_TO DO_:
Select the lines below containing the word "next".

_EXCERPTED RECORDS_:
______
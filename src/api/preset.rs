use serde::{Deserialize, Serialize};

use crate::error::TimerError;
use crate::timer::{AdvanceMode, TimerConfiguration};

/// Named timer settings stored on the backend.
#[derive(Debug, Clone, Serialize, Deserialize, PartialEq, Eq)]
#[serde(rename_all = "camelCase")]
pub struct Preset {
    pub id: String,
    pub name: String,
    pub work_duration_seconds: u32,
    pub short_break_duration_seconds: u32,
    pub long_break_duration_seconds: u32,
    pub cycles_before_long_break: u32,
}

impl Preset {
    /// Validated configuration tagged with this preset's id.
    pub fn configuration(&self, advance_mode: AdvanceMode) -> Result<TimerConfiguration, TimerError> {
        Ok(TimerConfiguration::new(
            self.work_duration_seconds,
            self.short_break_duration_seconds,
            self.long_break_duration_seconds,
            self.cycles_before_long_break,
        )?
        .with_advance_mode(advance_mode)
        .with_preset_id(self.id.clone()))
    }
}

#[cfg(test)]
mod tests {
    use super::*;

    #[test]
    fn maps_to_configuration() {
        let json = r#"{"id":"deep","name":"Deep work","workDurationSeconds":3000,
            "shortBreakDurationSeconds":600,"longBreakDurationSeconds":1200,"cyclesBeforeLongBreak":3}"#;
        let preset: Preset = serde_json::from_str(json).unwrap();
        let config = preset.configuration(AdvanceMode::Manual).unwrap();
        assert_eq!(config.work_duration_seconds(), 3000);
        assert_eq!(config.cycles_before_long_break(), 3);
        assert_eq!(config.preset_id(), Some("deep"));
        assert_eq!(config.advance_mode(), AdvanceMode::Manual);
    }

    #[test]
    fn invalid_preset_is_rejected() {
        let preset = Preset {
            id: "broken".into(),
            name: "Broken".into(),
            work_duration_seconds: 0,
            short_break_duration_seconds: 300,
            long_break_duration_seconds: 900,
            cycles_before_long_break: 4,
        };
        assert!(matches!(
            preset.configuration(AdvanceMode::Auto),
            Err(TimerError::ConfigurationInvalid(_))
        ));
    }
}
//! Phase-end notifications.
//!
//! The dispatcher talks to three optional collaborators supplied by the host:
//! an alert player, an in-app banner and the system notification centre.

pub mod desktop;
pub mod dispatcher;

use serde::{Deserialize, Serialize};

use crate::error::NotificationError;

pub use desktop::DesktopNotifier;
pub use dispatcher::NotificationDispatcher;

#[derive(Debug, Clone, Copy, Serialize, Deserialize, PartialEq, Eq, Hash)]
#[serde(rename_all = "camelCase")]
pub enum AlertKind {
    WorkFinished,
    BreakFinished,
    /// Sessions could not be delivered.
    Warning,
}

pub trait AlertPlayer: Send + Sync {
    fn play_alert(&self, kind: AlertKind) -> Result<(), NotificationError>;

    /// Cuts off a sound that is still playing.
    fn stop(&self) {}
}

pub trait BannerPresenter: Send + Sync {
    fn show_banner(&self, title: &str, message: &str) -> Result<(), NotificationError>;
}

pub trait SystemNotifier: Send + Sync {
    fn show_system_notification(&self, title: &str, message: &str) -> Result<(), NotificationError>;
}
______
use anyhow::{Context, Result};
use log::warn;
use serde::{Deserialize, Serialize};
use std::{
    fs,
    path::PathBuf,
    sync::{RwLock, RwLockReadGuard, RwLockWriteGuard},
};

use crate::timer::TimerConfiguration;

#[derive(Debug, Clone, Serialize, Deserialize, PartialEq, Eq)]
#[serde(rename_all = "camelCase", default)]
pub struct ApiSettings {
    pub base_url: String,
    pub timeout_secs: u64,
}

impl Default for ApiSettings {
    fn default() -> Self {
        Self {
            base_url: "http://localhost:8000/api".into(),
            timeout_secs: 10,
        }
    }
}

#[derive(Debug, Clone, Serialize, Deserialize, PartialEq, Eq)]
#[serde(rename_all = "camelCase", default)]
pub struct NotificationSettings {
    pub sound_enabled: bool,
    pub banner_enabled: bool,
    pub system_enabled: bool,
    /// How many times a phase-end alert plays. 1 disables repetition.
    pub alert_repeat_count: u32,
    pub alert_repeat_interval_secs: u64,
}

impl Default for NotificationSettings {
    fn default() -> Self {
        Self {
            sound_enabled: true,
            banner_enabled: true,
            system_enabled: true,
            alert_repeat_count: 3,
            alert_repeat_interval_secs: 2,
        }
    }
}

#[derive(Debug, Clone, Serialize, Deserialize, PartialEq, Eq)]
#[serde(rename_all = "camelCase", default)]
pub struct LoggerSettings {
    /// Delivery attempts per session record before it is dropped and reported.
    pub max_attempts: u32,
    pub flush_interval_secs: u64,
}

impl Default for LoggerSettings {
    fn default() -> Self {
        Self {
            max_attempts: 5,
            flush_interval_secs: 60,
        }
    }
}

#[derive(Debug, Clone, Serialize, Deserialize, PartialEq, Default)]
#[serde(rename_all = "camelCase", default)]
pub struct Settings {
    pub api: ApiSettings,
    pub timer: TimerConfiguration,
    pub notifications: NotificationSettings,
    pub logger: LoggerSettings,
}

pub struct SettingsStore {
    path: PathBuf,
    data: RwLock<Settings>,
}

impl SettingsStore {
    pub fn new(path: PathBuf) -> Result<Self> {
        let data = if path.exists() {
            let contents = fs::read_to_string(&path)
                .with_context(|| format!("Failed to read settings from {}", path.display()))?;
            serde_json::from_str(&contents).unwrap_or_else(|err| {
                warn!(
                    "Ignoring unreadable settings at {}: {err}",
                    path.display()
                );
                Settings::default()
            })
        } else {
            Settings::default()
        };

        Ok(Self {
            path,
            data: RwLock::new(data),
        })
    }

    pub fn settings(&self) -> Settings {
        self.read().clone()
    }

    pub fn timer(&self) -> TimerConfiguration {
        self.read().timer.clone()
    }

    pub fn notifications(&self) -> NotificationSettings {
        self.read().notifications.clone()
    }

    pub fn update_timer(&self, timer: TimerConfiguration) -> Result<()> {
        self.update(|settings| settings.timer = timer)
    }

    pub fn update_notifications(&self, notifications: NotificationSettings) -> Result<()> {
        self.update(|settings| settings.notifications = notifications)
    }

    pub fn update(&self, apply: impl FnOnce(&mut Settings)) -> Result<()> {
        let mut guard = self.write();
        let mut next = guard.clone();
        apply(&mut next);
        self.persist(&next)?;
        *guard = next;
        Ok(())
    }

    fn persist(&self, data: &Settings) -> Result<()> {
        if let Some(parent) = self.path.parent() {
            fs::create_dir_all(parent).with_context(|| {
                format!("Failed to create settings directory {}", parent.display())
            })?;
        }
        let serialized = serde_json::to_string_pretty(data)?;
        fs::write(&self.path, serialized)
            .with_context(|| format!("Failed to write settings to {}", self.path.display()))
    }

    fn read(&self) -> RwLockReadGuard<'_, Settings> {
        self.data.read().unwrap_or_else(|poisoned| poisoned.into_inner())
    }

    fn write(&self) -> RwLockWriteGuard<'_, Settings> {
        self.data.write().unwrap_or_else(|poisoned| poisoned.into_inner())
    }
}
______
_ANSWER SECTION_:
        let mut next = guard.clone();
        apply(&mut next);
        self.persist(&next)?;
        *guard = next;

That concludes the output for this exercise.